Records for processing:
──────────

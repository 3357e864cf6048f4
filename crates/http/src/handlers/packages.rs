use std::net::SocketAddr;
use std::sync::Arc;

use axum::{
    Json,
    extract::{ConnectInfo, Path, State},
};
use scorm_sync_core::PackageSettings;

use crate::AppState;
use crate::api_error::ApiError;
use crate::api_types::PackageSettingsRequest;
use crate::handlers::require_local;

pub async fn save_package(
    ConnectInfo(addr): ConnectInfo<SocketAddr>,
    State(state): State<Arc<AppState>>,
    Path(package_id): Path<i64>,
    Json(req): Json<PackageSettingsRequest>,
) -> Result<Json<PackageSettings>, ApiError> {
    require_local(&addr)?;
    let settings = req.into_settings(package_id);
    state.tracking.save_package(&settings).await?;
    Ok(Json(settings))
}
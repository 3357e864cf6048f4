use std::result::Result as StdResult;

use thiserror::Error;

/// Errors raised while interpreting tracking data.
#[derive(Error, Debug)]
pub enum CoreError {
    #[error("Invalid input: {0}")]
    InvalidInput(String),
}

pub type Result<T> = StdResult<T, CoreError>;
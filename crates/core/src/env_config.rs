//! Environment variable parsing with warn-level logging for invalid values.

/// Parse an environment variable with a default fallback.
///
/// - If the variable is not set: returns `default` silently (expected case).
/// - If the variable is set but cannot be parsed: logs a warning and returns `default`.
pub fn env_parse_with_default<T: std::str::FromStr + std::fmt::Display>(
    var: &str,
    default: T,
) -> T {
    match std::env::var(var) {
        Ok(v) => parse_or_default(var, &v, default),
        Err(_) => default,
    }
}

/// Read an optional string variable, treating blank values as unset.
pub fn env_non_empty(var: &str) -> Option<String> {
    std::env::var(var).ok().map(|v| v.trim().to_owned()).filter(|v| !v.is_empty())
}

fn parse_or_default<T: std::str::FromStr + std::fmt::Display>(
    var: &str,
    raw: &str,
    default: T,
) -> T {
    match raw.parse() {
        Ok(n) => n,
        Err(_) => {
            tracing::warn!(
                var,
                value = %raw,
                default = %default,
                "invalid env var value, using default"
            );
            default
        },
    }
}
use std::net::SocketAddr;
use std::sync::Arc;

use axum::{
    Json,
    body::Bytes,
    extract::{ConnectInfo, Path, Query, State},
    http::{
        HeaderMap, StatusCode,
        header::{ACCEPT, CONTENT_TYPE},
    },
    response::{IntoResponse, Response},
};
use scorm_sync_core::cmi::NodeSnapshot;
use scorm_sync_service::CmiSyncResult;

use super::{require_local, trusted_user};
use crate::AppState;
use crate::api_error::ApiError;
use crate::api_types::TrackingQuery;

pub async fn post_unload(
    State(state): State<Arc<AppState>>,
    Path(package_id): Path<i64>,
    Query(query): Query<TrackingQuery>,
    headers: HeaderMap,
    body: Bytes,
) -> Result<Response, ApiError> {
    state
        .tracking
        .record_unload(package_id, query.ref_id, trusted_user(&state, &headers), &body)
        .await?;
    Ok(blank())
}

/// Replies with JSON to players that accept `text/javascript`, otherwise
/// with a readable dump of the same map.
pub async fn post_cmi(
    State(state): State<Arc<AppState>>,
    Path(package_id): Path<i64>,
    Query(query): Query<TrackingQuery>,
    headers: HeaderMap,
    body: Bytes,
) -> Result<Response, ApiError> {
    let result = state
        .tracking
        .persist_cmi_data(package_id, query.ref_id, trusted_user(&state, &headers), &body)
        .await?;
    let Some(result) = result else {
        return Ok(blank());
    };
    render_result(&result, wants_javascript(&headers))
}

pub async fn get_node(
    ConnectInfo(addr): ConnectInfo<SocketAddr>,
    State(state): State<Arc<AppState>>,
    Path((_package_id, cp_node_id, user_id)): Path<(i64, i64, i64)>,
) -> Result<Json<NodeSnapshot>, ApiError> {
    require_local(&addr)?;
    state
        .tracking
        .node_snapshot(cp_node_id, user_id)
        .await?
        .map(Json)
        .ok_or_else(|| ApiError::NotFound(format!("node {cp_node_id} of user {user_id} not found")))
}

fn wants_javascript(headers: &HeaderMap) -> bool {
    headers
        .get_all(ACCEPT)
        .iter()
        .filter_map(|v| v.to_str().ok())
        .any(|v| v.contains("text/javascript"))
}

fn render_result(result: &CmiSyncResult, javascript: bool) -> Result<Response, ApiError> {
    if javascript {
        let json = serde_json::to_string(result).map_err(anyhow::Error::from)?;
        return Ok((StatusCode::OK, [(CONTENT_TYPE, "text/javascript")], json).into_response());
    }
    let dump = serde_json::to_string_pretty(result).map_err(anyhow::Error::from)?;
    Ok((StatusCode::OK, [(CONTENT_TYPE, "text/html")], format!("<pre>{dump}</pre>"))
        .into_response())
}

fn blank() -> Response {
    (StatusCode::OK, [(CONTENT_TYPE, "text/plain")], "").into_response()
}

──────────

Task requirements: If a line in the records holds the string "bool", copy it.

Task response:
fn wants_javascript(headers: &HeaderMap) -> bool {
fn render_result(result: &CmiSyncResult, javascript: bool) -> Result<Response, ApiError> {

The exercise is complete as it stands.